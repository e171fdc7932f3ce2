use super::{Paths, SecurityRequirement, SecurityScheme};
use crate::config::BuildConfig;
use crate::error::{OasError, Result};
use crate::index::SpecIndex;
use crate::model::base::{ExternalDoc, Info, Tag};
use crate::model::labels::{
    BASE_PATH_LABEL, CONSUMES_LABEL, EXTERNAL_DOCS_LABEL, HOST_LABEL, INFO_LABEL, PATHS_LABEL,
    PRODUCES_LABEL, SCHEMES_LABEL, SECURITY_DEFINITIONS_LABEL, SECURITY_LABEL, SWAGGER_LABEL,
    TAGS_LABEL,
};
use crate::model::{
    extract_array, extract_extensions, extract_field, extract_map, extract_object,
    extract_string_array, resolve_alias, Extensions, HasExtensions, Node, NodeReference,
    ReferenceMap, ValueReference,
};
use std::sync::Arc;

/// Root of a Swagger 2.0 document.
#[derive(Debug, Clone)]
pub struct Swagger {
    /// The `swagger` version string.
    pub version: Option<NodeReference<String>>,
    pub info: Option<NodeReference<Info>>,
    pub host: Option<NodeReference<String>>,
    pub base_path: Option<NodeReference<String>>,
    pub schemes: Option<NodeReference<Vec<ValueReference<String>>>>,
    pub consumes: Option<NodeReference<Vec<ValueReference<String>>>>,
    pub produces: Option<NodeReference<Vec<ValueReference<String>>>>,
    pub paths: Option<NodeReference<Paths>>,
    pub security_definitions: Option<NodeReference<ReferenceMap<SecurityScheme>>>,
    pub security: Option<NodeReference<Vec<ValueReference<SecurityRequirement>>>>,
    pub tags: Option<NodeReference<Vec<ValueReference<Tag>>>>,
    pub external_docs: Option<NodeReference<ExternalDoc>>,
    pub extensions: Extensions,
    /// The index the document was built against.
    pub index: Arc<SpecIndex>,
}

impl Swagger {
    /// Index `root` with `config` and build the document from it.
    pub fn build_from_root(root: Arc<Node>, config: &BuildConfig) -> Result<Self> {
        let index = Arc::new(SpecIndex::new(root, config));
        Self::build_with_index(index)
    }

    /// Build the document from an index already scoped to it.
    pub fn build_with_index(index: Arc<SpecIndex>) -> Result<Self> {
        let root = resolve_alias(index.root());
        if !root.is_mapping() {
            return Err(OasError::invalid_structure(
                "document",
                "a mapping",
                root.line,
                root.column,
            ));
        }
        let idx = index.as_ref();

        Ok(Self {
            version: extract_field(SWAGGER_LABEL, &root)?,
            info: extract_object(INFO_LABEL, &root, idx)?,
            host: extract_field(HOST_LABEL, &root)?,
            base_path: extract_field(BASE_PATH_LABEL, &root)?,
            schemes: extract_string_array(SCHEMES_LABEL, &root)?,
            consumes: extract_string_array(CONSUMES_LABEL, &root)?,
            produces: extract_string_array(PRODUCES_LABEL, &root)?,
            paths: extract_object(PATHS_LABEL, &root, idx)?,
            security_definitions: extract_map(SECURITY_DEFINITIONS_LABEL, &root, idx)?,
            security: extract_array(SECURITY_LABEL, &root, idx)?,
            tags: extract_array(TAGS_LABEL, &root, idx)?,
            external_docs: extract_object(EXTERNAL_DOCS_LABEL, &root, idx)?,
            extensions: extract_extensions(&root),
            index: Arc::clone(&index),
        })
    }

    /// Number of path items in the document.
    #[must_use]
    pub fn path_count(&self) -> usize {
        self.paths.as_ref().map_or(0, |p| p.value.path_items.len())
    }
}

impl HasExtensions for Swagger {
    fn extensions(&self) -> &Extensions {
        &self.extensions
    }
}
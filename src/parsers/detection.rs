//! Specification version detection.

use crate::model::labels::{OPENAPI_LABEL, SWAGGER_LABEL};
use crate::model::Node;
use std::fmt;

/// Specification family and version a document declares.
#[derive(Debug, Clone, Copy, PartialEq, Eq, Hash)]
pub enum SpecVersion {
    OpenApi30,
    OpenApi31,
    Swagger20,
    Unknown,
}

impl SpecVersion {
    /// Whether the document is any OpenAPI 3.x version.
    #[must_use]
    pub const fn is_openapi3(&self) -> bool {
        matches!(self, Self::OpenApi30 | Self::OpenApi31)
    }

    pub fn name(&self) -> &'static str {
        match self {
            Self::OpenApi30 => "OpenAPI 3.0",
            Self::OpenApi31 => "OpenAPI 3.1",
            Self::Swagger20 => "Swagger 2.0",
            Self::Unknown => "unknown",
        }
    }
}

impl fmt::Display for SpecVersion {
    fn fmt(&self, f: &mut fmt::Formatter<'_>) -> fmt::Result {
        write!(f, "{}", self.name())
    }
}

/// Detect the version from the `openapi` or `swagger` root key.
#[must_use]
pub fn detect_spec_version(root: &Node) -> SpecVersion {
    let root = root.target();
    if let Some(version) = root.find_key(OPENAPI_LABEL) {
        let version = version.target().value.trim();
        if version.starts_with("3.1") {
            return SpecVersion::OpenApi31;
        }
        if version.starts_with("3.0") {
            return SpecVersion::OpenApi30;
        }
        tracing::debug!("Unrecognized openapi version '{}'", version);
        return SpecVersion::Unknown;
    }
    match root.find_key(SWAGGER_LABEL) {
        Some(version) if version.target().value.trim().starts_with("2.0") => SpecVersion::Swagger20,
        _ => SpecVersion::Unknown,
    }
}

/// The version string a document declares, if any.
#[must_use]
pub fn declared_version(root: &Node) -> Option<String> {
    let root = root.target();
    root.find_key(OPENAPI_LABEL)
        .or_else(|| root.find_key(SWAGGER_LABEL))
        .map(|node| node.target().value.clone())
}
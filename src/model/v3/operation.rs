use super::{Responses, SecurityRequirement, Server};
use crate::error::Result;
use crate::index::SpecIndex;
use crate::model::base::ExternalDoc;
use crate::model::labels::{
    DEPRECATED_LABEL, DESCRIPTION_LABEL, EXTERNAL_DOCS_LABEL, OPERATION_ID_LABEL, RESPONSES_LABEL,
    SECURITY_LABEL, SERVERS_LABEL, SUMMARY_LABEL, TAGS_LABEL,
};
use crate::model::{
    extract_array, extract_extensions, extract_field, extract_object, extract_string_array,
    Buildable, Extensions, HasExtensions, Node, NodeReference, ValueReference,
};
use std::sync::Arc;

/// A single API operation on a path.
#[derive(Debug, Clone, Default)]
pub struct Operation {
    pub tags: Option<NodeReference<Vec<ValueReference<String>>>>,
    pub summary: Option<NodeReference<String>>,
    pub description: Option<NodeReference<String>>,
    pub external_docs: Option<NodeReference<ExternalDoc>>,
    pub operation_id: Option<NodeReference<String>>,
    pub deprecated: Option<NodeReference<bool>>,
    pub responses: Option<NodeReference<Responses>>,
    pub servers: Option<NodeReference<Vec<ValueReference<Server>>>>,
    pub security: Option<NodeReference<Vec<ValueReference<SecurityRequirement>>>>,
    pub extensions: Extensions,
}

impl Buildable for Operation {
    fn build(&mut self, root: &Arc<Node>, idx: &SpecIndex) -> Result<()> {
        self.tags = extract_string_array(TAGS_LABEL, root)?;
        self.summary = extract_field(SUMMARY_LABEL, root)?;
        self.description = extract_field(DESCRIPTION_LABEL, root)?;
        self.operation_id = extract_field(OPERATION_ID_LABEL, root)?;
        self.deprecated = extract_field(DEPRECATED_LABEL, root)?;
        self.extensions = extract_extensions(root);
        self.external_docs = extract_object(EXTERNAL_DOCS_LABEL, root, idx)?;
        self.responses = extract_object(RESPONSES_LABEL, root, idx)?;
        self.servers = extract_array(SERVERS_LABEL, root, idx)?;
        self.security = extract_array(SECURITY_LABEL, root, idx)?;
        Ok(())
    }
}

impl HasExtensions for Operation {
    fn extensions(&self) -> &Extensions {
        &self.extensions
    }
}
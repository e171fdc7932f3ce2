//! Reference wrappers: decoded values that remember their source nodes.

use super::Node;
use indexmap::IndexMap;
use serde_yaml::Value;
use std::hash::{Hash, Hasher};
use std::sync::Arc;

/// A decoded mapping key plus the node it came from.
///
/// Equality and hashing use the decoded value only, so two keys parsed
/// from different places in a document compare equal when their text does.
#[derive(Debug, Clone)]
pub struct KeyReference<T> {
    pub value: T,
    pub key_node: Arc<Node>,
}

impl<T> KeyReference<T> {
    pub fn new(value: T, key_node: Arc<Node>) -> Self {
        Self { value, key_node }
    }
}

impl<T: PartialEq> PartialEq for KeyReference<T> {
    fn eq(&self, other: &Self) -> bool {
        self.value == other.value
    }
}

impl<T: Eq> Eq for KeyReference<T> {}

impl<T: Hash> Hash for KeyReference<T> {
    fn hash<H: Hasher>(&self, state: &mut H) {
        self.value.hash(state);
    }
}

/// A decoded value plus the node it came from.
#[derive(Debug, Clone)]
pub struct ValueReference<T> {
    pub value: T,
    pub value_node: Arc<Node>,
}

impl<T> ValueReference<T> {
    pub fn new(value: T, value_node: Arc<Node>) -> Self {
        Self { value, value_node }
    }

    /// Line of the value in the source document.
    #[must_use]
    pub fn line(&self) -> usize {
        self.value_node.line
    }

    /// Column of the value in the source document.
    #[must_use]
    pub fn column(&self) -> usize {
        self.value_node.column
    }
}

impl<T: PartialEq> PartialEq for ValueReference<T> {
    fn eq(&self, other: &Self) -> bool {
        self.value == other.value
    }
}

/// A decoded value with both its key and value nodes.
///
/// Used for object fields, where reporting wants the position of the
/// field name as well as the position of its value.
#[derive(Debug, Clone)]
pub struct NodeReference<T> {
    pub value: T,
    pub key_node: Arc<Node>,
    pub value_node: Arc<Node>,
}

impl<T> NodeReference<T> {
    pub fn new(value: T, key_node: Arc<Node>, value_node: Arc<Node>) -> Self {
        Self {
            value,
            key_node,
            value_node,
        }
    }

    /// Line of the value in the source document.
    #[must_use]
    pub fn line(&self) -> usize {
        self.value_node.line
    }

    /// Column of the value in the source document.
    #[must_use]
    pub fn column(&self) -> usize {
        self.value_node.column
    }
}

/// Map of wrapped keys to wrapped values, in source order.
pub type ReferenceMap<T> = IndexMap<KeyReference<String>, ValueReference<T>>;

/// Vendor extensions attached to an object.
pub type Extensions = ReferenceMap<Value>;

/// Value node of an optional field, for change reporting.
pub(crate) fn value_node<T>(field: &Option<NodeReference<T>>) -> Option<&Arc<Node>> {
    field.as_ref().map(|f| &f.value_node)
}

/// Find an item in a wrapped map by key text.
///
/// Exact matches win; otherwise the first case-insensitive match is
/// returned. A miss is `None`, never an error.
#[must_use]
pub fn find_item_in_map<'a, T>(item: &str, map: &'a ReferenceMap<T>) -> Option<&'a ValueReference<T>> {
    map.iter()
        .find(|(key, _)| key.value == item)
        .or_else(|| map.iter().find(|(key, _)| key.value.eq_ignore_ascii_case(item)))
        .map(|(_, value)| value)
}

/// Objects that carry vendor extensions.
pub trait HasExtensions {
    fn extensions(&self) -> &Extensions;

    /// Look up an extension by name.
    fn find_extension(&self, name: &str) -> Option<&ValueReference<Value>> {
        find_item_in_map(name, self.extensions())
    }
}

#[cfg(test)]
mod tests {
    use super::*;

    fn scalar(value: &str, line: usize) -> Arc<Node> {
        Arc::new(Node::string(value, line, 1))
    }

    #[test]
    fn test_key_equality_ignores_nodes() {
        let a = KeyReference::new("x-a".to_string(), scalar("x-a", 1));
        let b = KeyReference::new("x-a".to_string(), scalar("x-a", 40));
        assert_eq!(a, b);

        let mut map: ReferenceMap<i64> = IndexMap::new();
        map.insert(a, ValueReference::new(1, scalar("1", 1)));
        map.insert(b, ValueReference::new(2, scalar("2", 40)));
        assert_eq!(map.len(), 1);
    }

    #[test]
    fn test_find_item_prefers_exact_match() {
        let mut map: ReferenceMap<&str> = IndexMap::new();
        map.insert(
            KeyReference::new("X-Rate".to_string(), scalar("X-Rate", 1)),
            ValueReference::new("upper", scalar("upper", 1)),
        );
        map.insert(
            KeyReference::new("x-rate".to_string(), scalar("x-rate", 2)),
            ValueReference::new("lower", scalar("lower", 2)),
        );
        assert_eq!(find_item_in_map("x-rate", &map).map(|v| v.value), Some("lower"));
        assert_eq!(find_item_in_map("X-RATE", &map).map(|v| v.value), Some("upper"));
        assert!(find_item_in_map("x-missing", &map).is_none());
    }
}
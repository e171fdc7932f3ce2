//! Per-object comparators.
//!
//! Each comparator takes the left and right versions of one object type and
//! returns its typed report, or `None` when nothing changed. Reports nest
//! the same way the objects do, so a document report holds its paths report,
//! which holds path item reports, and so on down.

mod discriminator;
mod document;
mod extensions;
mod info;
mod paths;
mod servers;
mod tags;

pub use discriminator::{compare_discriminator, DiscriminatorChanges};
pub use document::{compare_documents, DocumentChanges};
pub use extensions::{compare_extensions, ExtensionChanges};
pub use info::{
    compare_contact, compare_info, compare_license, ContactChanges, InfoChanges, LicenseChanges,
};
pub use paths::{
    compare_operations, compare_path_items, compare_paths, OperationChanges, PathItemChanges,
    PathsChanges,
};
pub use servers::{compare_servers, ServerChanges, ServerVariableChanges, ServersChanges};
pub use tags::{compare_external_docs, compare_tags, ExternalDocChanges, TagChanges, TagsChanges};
□ □ □ □ □ □ □
What to do: If a line in the material above contains the word "plus", copy it.

Completed task:
/// A decoded mapping key plus the node it came from.
/// A decoded value plus the node it came from.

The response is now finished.